There are several problems with the current situation. First, the significance of the Greek-letter variants is hard to interpret- for example, (see figure), the genetic divergence between the Greek-letter variants Alpha, Beta and Gamma is a lot smaller than the divergence between the major Omicron lineages. Second, similarities in PANGO labels are no guarantee of functional similarity among lineages. For example, it may come as a surprise, but the highly-mutated “Omicron” variant BA.2.86 is far less similar to BA.2.85 than it is to JN.1 (an alias for BA.2.86.1.1). Labeling all subvariants “Omicron” also creates the false perception that viral evolution has slowed, when exactly the opposite is true. Third, the label Omicron itself has now become a clade- a large evolutionary group that contains the ancestry and only/all of its descendants. Clades can be confusing- for instance, humans are part of the “fish” clade. Labeling BA.2.86 Omicron is as meaningful as labeling humans as fish, it’s technically correct, but extremely confusing. Fourth, only naming VOCs is akin to only naming tropical storms after they have escalated to the level of hurricanes. Variant classification already has a severity scale (VUMs, VOIs, VOCs) that allows for the communication of threat potential.
Before the use of formal nicknames based on Greek letters, researchers were using their own nicknames based on birds or human names. Similarly, the gap left by the lack of new formal nicknames for the past 2 years has been filled by an informal system used by variant trackers.
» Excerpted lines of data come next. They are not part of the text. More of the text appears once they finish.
use serde::{Deserialize, Serialize};

#[derive(Clone, Copy, Debug, PartialEq, Eq, Serialize, Deserialize)]
pub enum UserStatus {
    Premium,
    Free,
    Standard,
}

/// A document in the `users` collection.
///
/// `password` always holds a PHC hash string, never plaintext.
#[derive(Clone, Debug, PartialEq, Serialize, Deserialize)]
pub struct User {
    pub id: String,
    pub username: String,
    pub email: String,
    pub password: String,
    /// Calendar date, `YYYY-MM-DD`.
    pub join_date: String,
    pub status: UserStatus,
    pub games_count: i64,
    pub is_admin: bool,
    pub premium_expires: Option<String>,
    pub slots: i32,
    pub devices: Vec<String>,
    pub referral_code: String,
    pub used_referral: Option<String>,
    pub total_referrals: i64,
}

#[cfg(test)]
mod tests {
    use super::*;
    use mongodb::bson::{self, Bson};

    fn sample() -> User {
        User {
            id: "u-1".into(),
            username: "alice".into(),
            email: "alice@example.com".into(),
            password: "$argon2id$v=19$m=19456,t=2,p=1$c2FsdA$aGFzaA".into(),
            join_date: "2026-10-19".into(),
            status: UserStatus::Free,
            games_count: 0,
            is_admin: false,
            premium_expires: None,
            slots: 1,
            devices: vec![],
            referral_code: "ALICE1".into(),
            used_referral: None,
            total_referrals: 0,
        }
    }

    #[test]
    fn nullable_fields_are_stored_as_null() {
        let doc = bson::to_document(&sample()).unwrap();
        assert_eq!(doc.get("premium_expires"), Some(&Bson::Null));
        assert_eq!(doc.get("used_referral"), Some(&Bson::Null));
    }

    #[test]
    fn status_is_stored_by_name() {
        let mut user = sample();
        user.status = UserStatus::Premium;
        let doc = bson::to_document(&user).unwrap();
        assert_eq!(doc.get_str("status").unwrap(), "Premium");
        assert_eq!(doc.get_array("devices").unwrap().len(), 0);
    }
}
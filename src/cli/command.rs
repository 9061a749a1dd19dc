use clap::{Args, Subcommand};

use crate::seed::{DEFAULT_ADMIN_EMAIL, DEFAULT_ADMIN_USERNAME};

#[derive(Subcommand, Debug, Clone)]
pub enum Command {
    #[command(
        about = "Create collections and indexes (default command)",
        long_about = "Create any missing collections and indexes. Existing collections and matching indexes are left untouched; an incompatible pre-existing index aborts the run. Optionally seeds one admin user into an empty users collection."
    )]
    Init(InitArgs),
    #[command(
        about = "Compare the database with the expected layout",
        long_about = "Read-only check that reports missing collections, missing indexes and indexes whose definition conflicts with the expected one. Exits non-zero unless everything is in place."
    )]
    Status {
        #[arg(long, default_value_t = false, help = "Print the report as JSON")]
        json: bool,
    },
}

#[derive(Args, Debug, Clone)]
pub struct InitArgs {
    #[arg(
        long,
        default_value_t = false,
        help = "Insert an admin user if the users collection is empty"
    )]
    pub seed_admin: bool,

    #[arg(
        long,
        value_name = "ID",
        requires = "seed_admin",
        help = "Admin user id (random UUID when omitted)"
    )]
    pub admin_id: Option<String>,

    #[arg(
        long,
        value_name = "NAME",
        default_value = DEFAULT_ADMIN_USERNAME,
        help = "Admin username"
    )]
    pub admin_username: String,

    #[arg(
        long,
        value_name = "EMAIL",
        default_value = DEFAULT_ADMIN_EMAIL,
        help = "Admin email"
    )]
    pub admin_email: String,

    #[arg(
        long,
        env = "SWA_ADMIN_PASSWORD",
        value_name = "PASSWORD",
        hide_env_values = true,
        help = "Admin password; prompted for when omitted on a terminal"
    )]
    pub admin_password: Option<String>,

    #[arg(long, default_value_t = false, help = "Print the provisioning report as JSON")]
    pub json: bool,
}

impl Default for InitArgs {
    fn default() -> Self {
        Self {
            seed_admin: false,
            admin_id: None,
            admin_username: DEFAULT_ADMIN_USERNAME.to_string(),
            admin_email: DEFAULT_ADMIN_EMAIL.to_string(),
            admin_password: None,
            json: false,
        }
    }
}
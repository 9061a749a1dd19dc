use std::process::ExitCode;

mod app;
mod cli;
mod commands;
mod context;
mod error;
mod models;
mod provision;
mod schema;
mod seed;
mod storage;
mod tracing;

fn main() -> ExitCode {
    tracing::init();

    match app::run() {
        Ok(()) => ExitCode::SUCCESS,
        Err(e) => {
            log::error!("{:#}", e);
            ExitCode::FAILURE
        }
    }
}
Drawing names from Greek mythology and astronomy, these nicknames have been proposed by the community of scientists involved in discovering, characterizing, and tracking new variants. Receiving one of these informal nicknames is not related to the “severity” of a variant, but rather on whether there is a need for accessible communication in the context of viral evolution. Not surprisingly, these nicknames have been widely adopted by the media- they are easier to use in day-to-day conversation than PANGO lineages.
So, why name variants at all at this point? Coming back to the original point- people living in cold regions have many names for snow. “Learning to live with covid” (permitting widespread transmission of SARS-CoV-2) means that we will be living with the repeated emergence of new viral variants. The risk of the virus “surprising” us with a highly immune evasive variant, capable of both spreading widely and having a higher acute severity, remains on the table, At the same time, the evolution of new variants, driven by immune evasion, has resulted in a “variant soup” that steadily increases the baseline of total cases. Thus, the state of play of the ongoing pandemic remains unstable. Much as with tropical storms, being able to monitor viral evolution and communicate findings clearly and quickly with the public is critical. Assigning nicknames to subvariants quickly and freely remains as crucial now as it was in early 2021, as it allows us to provide an effective early warning system.